*Task brief*: Transcribe the records below exactly as written, from the opening line through the line that contains "and the full".

START Data under study

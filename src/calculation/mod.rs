//! Calculation logic for the payroll engine.
//!
//! This module contains the calculation functions for determining pay,
//! including wage normalization across declaration modes, progressive
//! income tax over cumulative brackets, monetary flooring, and the full
//! monthly payroll computation.

mod money;
mod payroll;
mod progressive_tax;
mod wage_normalizer;

pub use money::floor_rial;
pub use payroll::compute_payroll;
pub use progressive_tax::calculate_progressive_tax;
pub use wage_normalizer::{NormalizedWage, normalize_wage};
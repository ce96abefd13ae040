//! HTTP request handlers for the payroll engine API.
//!
//! This module contains the handler functions for all API endpoints.

use std::time::Instant;

use axum::{
    Json, Router,
    extract::{State, rejection::JsonRejection},
    http::{StatusCode, header},
    response::IntoResponse,
    routing::post,
};
use tracing::{info, warn};
use uuid::Uuid;

use crate::calculation::compute_payroll;
use crate::config::PayrollConfig;

use super::request::CalculationRequest;
use super::response::{ApiError, ApiErrorResponse, PayrollReport};
use super::state::AppState;

/// Creates the API router with all endpoints.
pub fn create_router(state: AppState) -> Router {
    Router::new()
        .route("/calculate", post(calculate_handler))
        .with_state(state)
}

/// Handler for POST /calculate endpoint.
///
/// Accepts a payroll calculation request and returns the computed
/// payroll report.
async fn calculate_handler(
    State(state): State<AppState>,
    payload: Result<Json<CalculationRequest>, JsonRejection>,
) -> impl IntoResponse {
    // Generate correlation ID for request tracking
    let correlation_id = Uuid::new_v4();
    info!(correlation_id = %correlation_id, "Processing calculation request");

    // Handle JSON parsing errors
    let request = match payload {
        Ok(Json(req)) => req,
        Err(rejection) => {
            let error = match rejection {
                JsonRejection::JsonDataError(err) => {
                    // Get the body text which contains the detailed error from serde
                    let body_text = err.body_text();
                    warn!(
                        correlation_id = %correlation_id,
                        error = %body_text,
                        "JSON data error"
                    );
                    // Check if it's a missing field error
                    if body_text.contains("missing field") {
                        ApiError::new("VALIDATION_ERROR", body_text)
                    } else {
                        ApiError::malformed_json(body_text)
                    }
                }
                JsonRejection::JsonSyntaxError(err) => {
                    warn!(
                        correlation_id = %correlation_id,
                        error = %err,
                        "JSON syntax error"
                    );
                    ApiError::malformed_json(format!("Invalid JSON syntax: {}", err))
                }
                JsonRejection::MissingJsonContentType(_) => {
                    ApiError::new("MISSING_CONTENT_TYPE", "Content-Type must be application/json")
                }
                _ => ApiError::malformed_json("Failed to parse request body"),
            };
            return (
                StatusCode::BAD_REQUEST,
                [(header::CONTENT_TYPE, "application/json")],
                Json(error),
            )
                .into_response();
        }
    };

    // A request-supplied configuration overrides the server's for this
    // request only.
    let config: &PayrollConfig = match &request.config {
        Some(override_config) => {
            info!(
                correlation_id = %correlation_id,
                year = override_config.year,
                "Using request-supplied configuration override"
            );
            override_config
        }
        None => state.config().config(),
    };

    // Perform the calculation
    let start_time = Instant::now();
    match compute_payroll(config, &request.input) {
        Ok(result) => {
            let duration = start_time.elapsed();
            let report = PayrollReport::new(result);
            info!(
                correlation_id = %correlation_id,
                calculation_id = %report.calculation_id,
                gross = report.result.gross_before_deductions,
                net_pay = report.result.net_pay,
                duration_us = duration.as_micros(),
                "Calculation completed successfully"
            );
            (
                StatusCode::OK,
                [(header::CONTENT_TYPE, "application/json")],
                Json(report),
            )
                .into_response()
        }
        Err(err) => {
            warn!(
                correlation_id = %correlation_id,
                error = %err,
                "Calculation failed"
            );
            let api_error: ApiErrorResponse = err.into();
            (
                api_error.status,
                [(header::CONTENT_TYPE, "application/json")],
                Json(api_error.error),
            )
                .into_response()
        }
    }
}

#[cfg(test)]
mod tests {
    use super::*;
    use crate::config::ConfigLoader;
    use axum::{
        body::Body,
        http::{Request, StatusCode},
    };
    use serde_json::json;
    use tower::ServiceExt;

    fn create_test_state() -> AppState {
        let config =
            ConfigLoader::from_config(PayrollConfig::bundled_1404()).expect("valid config");
        AppState::new(config)
    }

    fn create_valid_body() -> String {
        json!({
            "input": {
                "mode": "daily",
                "baseWage": 3_000_000,
                "days": 30
            }
        })
        .to_string()
    }

    #[tokio::test]
    async fn test_api_001_valid_request_returns_200() {
        let router = create_router(create_test_state());

        let response = router
            .oneshot(
                Request::builder()
                    .method("POST")
                    .uri("/calculate")
                    .header("Content-Type", "application/json")
                    .body(Body::from(create_valid_body()))
                    .unwrap(),
            )
            .await
            .unwrap();

        assert_eq!(response.status(), StatusCode::OK);

        // Verify Content-Type header
        let content_type = response.headers().get("content-type").unwrap();
        assert_eq!(content_type, "application/json");

        // Verify response body is a valid PayrollReport
        let body = axum::body::to_bytes(response.into_body(), usize::MAX)
            .await
            .unwrap();
        let report: PayrollReport = serde_json::from_slice(&body).unwrap();

        assert_eq!(report.result.base_monthly, 90_000_000);
        assert!(report.result.net_pay > 0);
    }

    #[tokio::test]
    async fn test_api_002_malformed_json_returns_400() {
        let router = create_router(create_test_state());

        let response = router
            .oneshot(
                Request::builder()
                    .method("POST")
                    .uri("/calculate")
                    .header("Content-Type", "application/json")
                    .body(Body::from("{invalid json"))
                    .unwrap(),
            )
            .await
            .unwrap();

        assert_eq!(response.status(), StatusCode::BAD_REQUEST);

        let body = axum::body::to_bytes(response.into_body(), usize::MAX)
            .await
            .unwrap();
        let error: ApiError = serde_json::from_slice(&body).unwrap();

        assert_eq!(error.code, "MALFORMED_JSON");
    }

    #[tokio::test]
    async fn test_api_003_missing_mode_returns_400() {
        let router = create_router(create_test_state());

        let body = json!({ "input": { "baseWage": 3_000_000 } }).to_string();

        let response = router
            .oneshot(
                Request::builder()
                    .method("POST")
                    .uri("/calculate")
                    .header("Content-Type", "application/json")
                    .body(Body::from(body))
                    .unwrap(),
            )
            .await
            .unwrap();

        assert_eq!(response.status(), StatusCode::BAD_REQUEST);

        let body = axum::body::to_bytes(response.into_body(), usize::MAX)
            .await
            .unwrap();
        let error: ApiError = serde_json::from_slice(&body).unwrap();

        assert!(
            error.message.contains("missing field")
                || error.message.to_lowercase().contains("mode"),
            "Expected error message to mention missing field or mode, got: {}",
            error.message
        );
    }

    #[tokio::test]
    async fn test_api_004_negative_base_wage_returns_400() {
        let router = create_router(create_test_state());

        let body = json!({
            "input": { "mode": "monthly", "baseWage": -1 }
        })
        .to_string();

        let response = router
            .oneshot(
                Request::builder()
                    .method("POST")
                    .uri("/calculate")
                    .header("Content-Type", "application/json")
                    .body(Body::from(body))
                    .unwrap(),
            )
            .await
            .unwrap();

        assert_eq!(response.status(), StatusCode::BAD_REQUEST);

        let body = axum::body::to_bytes(response.into_body(), usize::MAX)
            .await
            .unwrap();
        let error: ApiError = serde_json::from_slice(&body).unwrap();

        assert_eq!(error.code, "INVALID_INPUT");
    }

    #[tokio::test]
    async fn test_config_override_is_used_for_the_request() {
        let router = create_router(create_test_state());

        let body = json!({
            "input": { "mode": "hourly", "baseWage": 100_000 },
            "config": {
                "year": 1404,
                "workHoursMonthly": "220",
                "insurance": { "worker": "0.07", "employer": "0.20", "unemployment": "0.03" },
                "allowances": { "housing": 0, "food": 0, "childPerKid": 0 },
                "tax": { "exemptionMonthly": 0, "brackets": [] }
            }
        })
        .to_string();

        let response = router
            .oneshot(
                Request::builder()
                    .method("POST")
                    .uri("/calculate")
                    .header("Content-Type", "application/json")
                    .body(Body::from(body))
                    .unwrap(),
            )
            .await
            .unwrap();

        assert_eq!(response.status(), StatusCode::OK);

        let body = axum::body::to_bytes(response.into_body(), usize::MAX)
            .await
            .unwrap();
        let report: PayrollReport = serde_json::from_slice(&body).unwrap();

        // Override zeroes the allowances the server config would add.
        assert_eq!(report.result.gross_before_deductions, 22_000_000);
        assert_eq!(report.result.net_pay, 20_460_000);
        assert_eq!(report.result.employer_cost, 27_060_000);
    }
}
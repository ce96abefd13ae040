//! Wage normalization.
//!
//! This module converts a declared wage in any [`WageMode`] into a
//! monthly base and an hourly wage. The returned values are exact
//! decimals; flooring happens at the engine's aggregation points, never
//! here, so downstream calculations (overtime in particular) keep full
//! precision.

use rust_decimal::Decimal;

use crate::error::{EngineError, EngineResult};
use crate::models::WageMode;

/// The result of normalizing a declared wage.
#[derive(Debug, Clone, PartialEq)]
pub struct NormalizedWage {
    /// The monthly base wage, exact.
    pub base_monthly: Decimal,
    /// The hourly wage, exact.
    pub hourly_wage: Decimal,
}

/// Normalizes a declared wage into monthly and hourly terms.
///
/// - `daily`: the monthly base is `base_wage * days`; the hourly wage is
///   the monthly base divided by the statutory monthly hours.
/// - `monthly`: the base is taken as-is; the hourly wage is the base
///   divided by the statutory monthly hours.
/// - `hourly`: the hourly wage is taken as-is; the monthly base is the
///   hourly wage multiplied by the statutory monthly hours.
///
/// # Arguments
///
/// * `mode` - How `base_wage` should be interpreted
/// * `base_wage` - The declared wage in `mode` units, in rials
/// * `days` - Worked days in the month (only used by daily mode)
/// * `work_hours_monthly` - Statutory monthly work hours
///
/// # Returns
///
/// Returns the normalized wage pair, or `InvalidConfiguration` if
/// `work_hours_monthly` is not positive.
///
/// # Examples
///
/// ```
/// use payroll_engine::calculation::normalize_wage;
/// use payroll_engine::models::WageMode;
/// use rust_decimal::Decimal;
///
/// let normalized =
///     normalize_wage(WageMode::Hourly, 100_000, 0, Decimal::from(220)).unwrap();
/// assert_eq!(normalized.base_monthly, Decimal::from(22_000_000));
/// assert_eq!(normalized.hourly_wage, Decimal::from(100_000));
/// ```
pub fn normalize_wage(
    mode: WageMode,
    base_wage: i64,
    days: u32,
    work_hours_monthly: Decimal,
) -> EngineResult<NormalizedWage> {
    if work_hours_monthly <= Decimal::ZERO {
        return Err(EngineError::InvalidConfiguration {
            message: "workHoursMonthly must be positive".to_string(),
        });
    }

    let wage = Decimal::from(base_wage);

    let (base_monthly, hourly_wage) = match mode {
        WageMode::Daily => {
            let base_monthly = wage * Decimal::from(days);
            (base_monthly, base_monthly / work_hours_monthly)
        }
        WageMode::Monthly => (wage, wage / work_hours_monthly),
        WageMode::Hourly => (wage * work_hours_monthly, wage),
    };

    Ok(NormalizedWage {
        base_monthly,
        hourly_wage,
    })
}
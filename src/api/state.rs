//! Application state for the payroll engine API.
//!
//! This module defines the shared application state that is available
//! to all request handlers.

use std::sync::Arc;

use crate::config::ConfigLoader;

/// Shared application state.
///
/// Contains resources that are shared across all request handlers, such
/// as the loaded payroll configuration. Requests carrying their own
/// configuration override never mutate this state.
#[derive(Clone)]
pub struct AppState {
    /// The loaded payroll configuration.
    config: Arc<ConfigLoader>,
}

impl AppState {
    /// Creates a new application state with the given configuration loader.
    pub fn new(config: ConfigLoader) -> Self {
        Self {
            config: Arc::new(config),
        }
    }

    /// Returns a reference to the configuration loader.
    pub fn config(&self) -> &ConfigLoader {
        &self.config
    }
}
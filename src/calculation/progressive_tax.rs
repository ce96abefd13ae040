//! Progressive income tax calculation.
//!
//! This module applies a monthly exemption and an ordered list of
//! cumulative tax brackets to a taxable income. Bracket caps are
//! cumulative amounts above the exemption; an unbounded final bracket
//! absorbs whatever income remains.

use rust_decimal::Decimal;

use crate::config::{BracketCeiling, TaxBracket};
use crate::error::EngineResult;

use super::money::floor_rial;

/// Calculates progressive income tax on a monthly taxable income.
///
/// The exemption is subtracted first; what remains is walked through the
/// brackets in order. Each bracket taxes the slice between the previous
/// cap and its own cap at its marginal rate; the walk stops as soon as
/// the remaining income is exhausted. The accumulated tax is kept as an
/// exact decimal and floored once at the end.
///
/// Brackets are assumed structurally valid (strictly increasing caps,
/// unbounded bracket last); [`crate::config::PayrollConfig::validate`]
/// enforces this before any computation.
///
/// # Arguments
///
/// * `taxable_income` - The monthly income subject to tax, in rials
/// * `exemption_monthly` - The monthly tax-free threshold, in rials
/// * `brackets` - The ordered bracket schedule
///
/// # Returns
///
/// Returns the tax in integer rials, never negative.
///
/// # Examples
///
/// ```
/// use payroll_engine::calculation::calculate_progressive_tax;
/// use payroll_engine::config::PayrollConfig;
///
/// let config = PayrollConfig::bundled_1404();
/// let tax = calculate_progressive_tax(
///     200_000_000,
///     config.tax.exemption_monthly,
///     &config.tax.brackets,
/// )
/// .unwrap();
/// assert_eq!(tax, 0);
/// ```
pub fn calculate_progressive_tax(
    taxable_income: i64,
    exemption_monthly: i64,
    brackets: &[TaxBracket],
) -> EngineResult<i64> {
    let taxed = taxable_income.saturating_sub(exemption_monthly);
    if taxed <= 0 {
        return Ok(0);
    }

    let mut remaining = Decimal::from(taxed);
    let mut previous_cap: i64 = 0;
    let mut total = Decimal::ZERO;

    for bracket in brackets {
        let width = match bracket.ceiling {
            BracketCeiling::Bounded(cap) => {
                let width = Decimal::from((cap - previous_cap).max(0));
                previous_cap = cap;
                width
            }
            BracketCeiling::Unbounded => remaining,
        };

        let used = remaining.min(width);
        total += used * bracket.rate;
        remaining -= used;

        if remaining <= Decimal::ZERO {
            break;
        }
    }

    Ok(floor_rial(total)?.max(0))
}

#[cfg(test)]
mod tests {
    use super::*;
    use crate::config::PayrollConfig;
    use std::str::FromStr;

    fn dec(s: &str) -> Decimal {
        Decimal::from_str(s).unwrap()
    }

    fn bracket(cap: Option<i64>, rate: &str) -> TaxBracket {
        TaxBracket {
            ceiling: match cap {
                Some(cap) => BracketCeiling::Bounded(cap),
                None => BracketCeiling::Unbounded,
            },
            rate: dec(rate),
        }
    }

    fn default_schedule() -> (i64, Vec<TaxBracket>) {
        let config = PayrollConfig::bundled_1404();
        (config.tax.exemption_monthly, config.tax.brackets)
    }

    /// TAX-001: income at or below the exemption is untaxed
    #[test]
    fn test_income_below_exemption_is_untaxed() {
        let (exemption, brackets) = default_schedule();

        assert_eq!(
            calculate_progressive_tax(200_000_000, exemption, &brackets).unwrap(),
            0
        );
        assert_eq!(
            calculate_progressive_tax(exemption, exemption, &brackets).unwrap(),
            0
        );
    }

    /// TAX-002: negative taxable income is untaxed
    #[test]
    fn test_negative_income_is_untaxed() {
        let (exemption, brackets) = default_schedule();

        assert_eq!(
            calculate_progressive_tax(-1_000_000, exemption, &brackets).unwrap(),
            0
        );
    }

    /// TAX-003: income inside the first bracket uses its rate only
    #[test]
    fn test_income_within_first_bracket() {
        let (exemption, brackets) = default_schedule();

        // 30,000,000 above the exemption at 10%
        let tax = calculate_progressive_tax(270_000_000, exemption, &brackets).unwrap();
        assert_eq!(tax, 3_000_000);
    }

    /// TAX-004: income spanning several brackets accumulates marginal slices
    #[test]
    fn test_income_spanning_multiple_brackets() {
        let (exemption, brackets) = default_schedule();

        // 160,830,000 above the exemption:
        //   60,000,000 at 10% = 6,000,000
        //   20,000,000 at 15% = 3,000,000
        //   40,000,000 at 20% = 8,000,000
        //   40,830,000 at 25% = 10,207,500
        let tax = calculate_progressive_tax(400_830_000, exemption, &brackets).unwrap();
        assert_eq!(tax, 27_207_500);
    }

    /// TAX-005: the unbounded bracket absorbs the remainder
    #[test]
    fn test_unbounded_bracket_absorbs_remainder() {
        let (exemption, brackets) = default_schedule();

        // 500,000,000 above the exemption:
        //   60M*0.10 + 20M*0.15 + 40M*0.20 + 46,666,667*0.25 + 333,333,333*0.30
        // = 6,000,000 + 3,000,000 + 8,000,000 + 11,666,666.75 + 99,999,999.9
        // = 128,666,666.65 -> 128,666,666
        let tax = calculate_progressive_tax(740_000_000, exemption, &brackets).unwrap();
        assert_eq!(tax, 128_666_666);
    }

    /// TAX-006: two-bracket schedule with zero exemption
    #[test]
    fn test_two_bracket_schedule_with_zero_exemption() {
        let brackets = vec![bracket(Some(500_000), "0.10"), bracket(None, "0.20")];

        // 500,000 at 10% + 300,000 at 20% = 50,000 + 60,000
        let tax = calculate_progressive_tax(800_000, 0, &brackets).unwrap();
        assert_eq!(tax, 110_000);
    }

    /// TAX-007: empty schedule levies no tax
    #[test]
    fn test_empty_schedule_levies_no_tax() {
        let tax = calculate_progressive_tax(1_000_000_000, 0, &[]).unwrap();
        assert_eq!(tax, 0);
    }

    /// TAX-008: income beyond a fully bounded schedule is not taxed further
    #[test]
    fn test_bounded_schedule_caps_the_taxed_amount() {
        let brackets = vec![bracket(Some(500_000), "0.10")];

        let tax = calculate_progressive_tax(10_000_000, 0, &brackets).unwrap();
        assert_eq!(tax, 50_000);
    }

    /// TAX-009: the accumulated tax is floored once at the end
    #[test]
    fn test_tax_is_floored_once_at_the_end() {
        // Two slices each producing a 0.5 fraction: per-bracket flooring
        // would lose both halves, end flooring keeps their sum.
        let brackets = vec![bracket(Some(5), "0.30"), bracket(None, "0.30")];

        // 5 * 0.3 = 1.5, 5 * 0.3 = 1.5, total 3.0
        let tax = calculate_progressive_tax(10, 0, &brackets).unwrap();
        assert_eq!(tax, 3);
    }

    /// TAX-010: exact bracket boundary stops the walk early
    #[test]
    fn test_income_exactly_at_bracket_cap() {
        let (exemption, brackets) = default_schedule();

        // Exactly 60,000,000 above the exemption
        let tax = calculate_progressive_tax(300_000_000, exemption, &brackets).unwrap();
        assert_eq!(tax, 6_000_000);
    }

    #[test]
    fn test_monotonicity_across_boundary() {
        let (exemption, brackets) = default_schedule();

        let below = calculate_progressive_tax(299_999_999, exemption, &brackets).unwrap();
        let at = calculate_progressive_tax(300_000_000, exemption, &brackets).unwrap();
        let above = calculate_progressive_tax(300_000_001, exemption, &brackets).unwrap();

        assert!(below <= at);
        assert!(at <= above);
    }
}
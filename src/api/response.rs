//! Response types for the payroll engine API.
//!
//! This module defines the success envelope and the error response
//! structures for the HTTP API.

use axum::{
    Json,
    http::StatusCode,
    response::{IntoResponse, Response},
};
use chrono::{DateTime, Utc};
use serde::{Deserialize, Serialize};
use uuid::Uuid;

use crate::error::EngineError;
use crate::models::PayrollResult;

/// Success envelope returned by the `/calculate` endpoint.
///
/// Wraps the pure [`PayrollResult`] with request-level metadata; the
/// engine itself never produces these fields.
#[derive(Debug, Clone, Serialize, Deserialize)]
#[serde(rename_all = "camelCase")]
pub struct PayrollReport {
    /// Unique identifier for this calculation.
    pub calculation_id: Uuid,
    /// When the calculation was performed.
    pub timestamp: DateTime<Utc>,
    /// Version of the engine that produced the result.
    pub engine_version: String,
    /// The payroll breakdown.
    pub result: PayrollResult,
}

impl PayrollReport {
    /// Wraps a payroll result in a report envelope.
    pub fn new(result: PayrollResult) -> Self {
        Self {
            calculation_id: Uuid::new_v4(),
            timestamp: Utc::now(),
            engine_version: env!("CARGO_PKG_VERSION").to_string(),
            result,
        }
    }
}

/// API error response structure.
#[derive(Debug, Clone, Serialize, Deserialize)]
pub struct ApiError {
    /// Error code for programmatic handling.
    pub code: String,
    /// Human-readable error message.
    pub message: String,
    /// Optional details about the error.
    #[serde(skip_serializing_if = "Option::is_none")]
    pub details: Option<String>,
}

impl ApiError {
    /// Creates a new API error.
    pub fn new(code: impl Into<String>, message: impl Into<String>) -> Self {
        Self {
            code: code.into(),
            message: message.into(),
            details: None,
        }
    }

    /// Creates a new API error with details.
    pub fn with_details(
        code: impl Into<String>,
        message: impl Into<String>,
        details: impl Into<String>,
    ) -> Self {
        Self {
            code: code.into(),
            message: message.into(),
            details: Some(details.into()),
        }
    }

    /// Creates a malformed JSON error response.
    pub fn malformed_json(message: impl Into<String>) -> Self {
        Self::new("MALFORMED_JSON", message)
    }
}

/// API error with HTTP status code.
pub struct ApiErrorResponse {
    /// The HTTP status code.
    pub status: StatusCode,
    /// The error body.
    pub error: ApiError,
}

impl IntoResponse for ApiErrorResponse {
    fn into_response(self) -> Response {
        (self.status, Json(self.error)).into_response()
    }
}

impl From<EngineError> for ApiErrorResponse {
    fn from(error: EngineError) -> Self {
        match error {
            EngineError::ConfigNotFound { path } => ApiErrorResponse {
                status: StatusCode::INTERNAL_SERVER_ERROR,
                error: ApiError::with_details(
                    "CONFIG_ERROR",
                    "Configuration error",
                    format!("Configuration file not found: {}", path),
                ),
            },
            EngineError::ConfigParseError { path, message } => ApiErrorResponse {
                status: StatusCode::INTERNAL_SERVER_ERROR,
                error: ApiError::with_details(
                    "CONFIG_ERROR",
                    "Configuration parse error",
                    format!("Failed to parse {}: {}", path, message),
                ),
            },
            EngineError::InvalidConfiguration { message } => ApiErrorResponse {
                status: StatusCode::BAD_REQUEST,
                error: ApiError::with_details(
                    "INVALID_CONFIGURATION",
                    format!("Invalid configuration: {}", message),
                    "The payroll configuration is structurally invalid",
                ),
            },
            EngineError::InvalidInput { field, message } => ApiErrorResponse {
                status: StatusCode::BAD_REQUEST,
                error: ApiError::with_details(
                    "INVALID_INPUT",
                    format!("Invalid input field '{}': {}", field, message),
                    "The payroll input contains invalid information",
                ),
            },
            EngineError::CalculationError { message } => ApiErrorResponse {
                status: StatusCode::INTERNAL_SERVER_ERROR,
                error: ApiError::with_details("CALCULATION_ERROR", "Calculation failed", message),
            },
        }
    }
}
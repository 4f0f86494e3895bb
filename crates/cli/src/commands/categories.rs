//! `driversfriend categories`: List knowledge store categories.

use driversfriend_config::AppConfig;

pub async fn run(config: AppConfig, language: &str) -> Result<(), Box<dyn std::error::Error>> {
    let store = driversfriend_store::open_from_config(&config.store).await?;
    let categories = store.list_categories(language).await?;

    if categories.is_empty() {
        println!("No categories for '{language}'. Seed the store first.");
        return Ok(());
    }
    for category in categories {
        println!("  {category}");
    }
    Ok(())
}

END Data under study

*Task response*:
filename src/calculation/mod.rs
//! Calculation logic for the payroll engine.
//!
//! This module contains the calculation functions for determining pay,
//! including wage normalization across declaration modes, progressive
//! income tax over cumulative brackets, monetary flooring, and the full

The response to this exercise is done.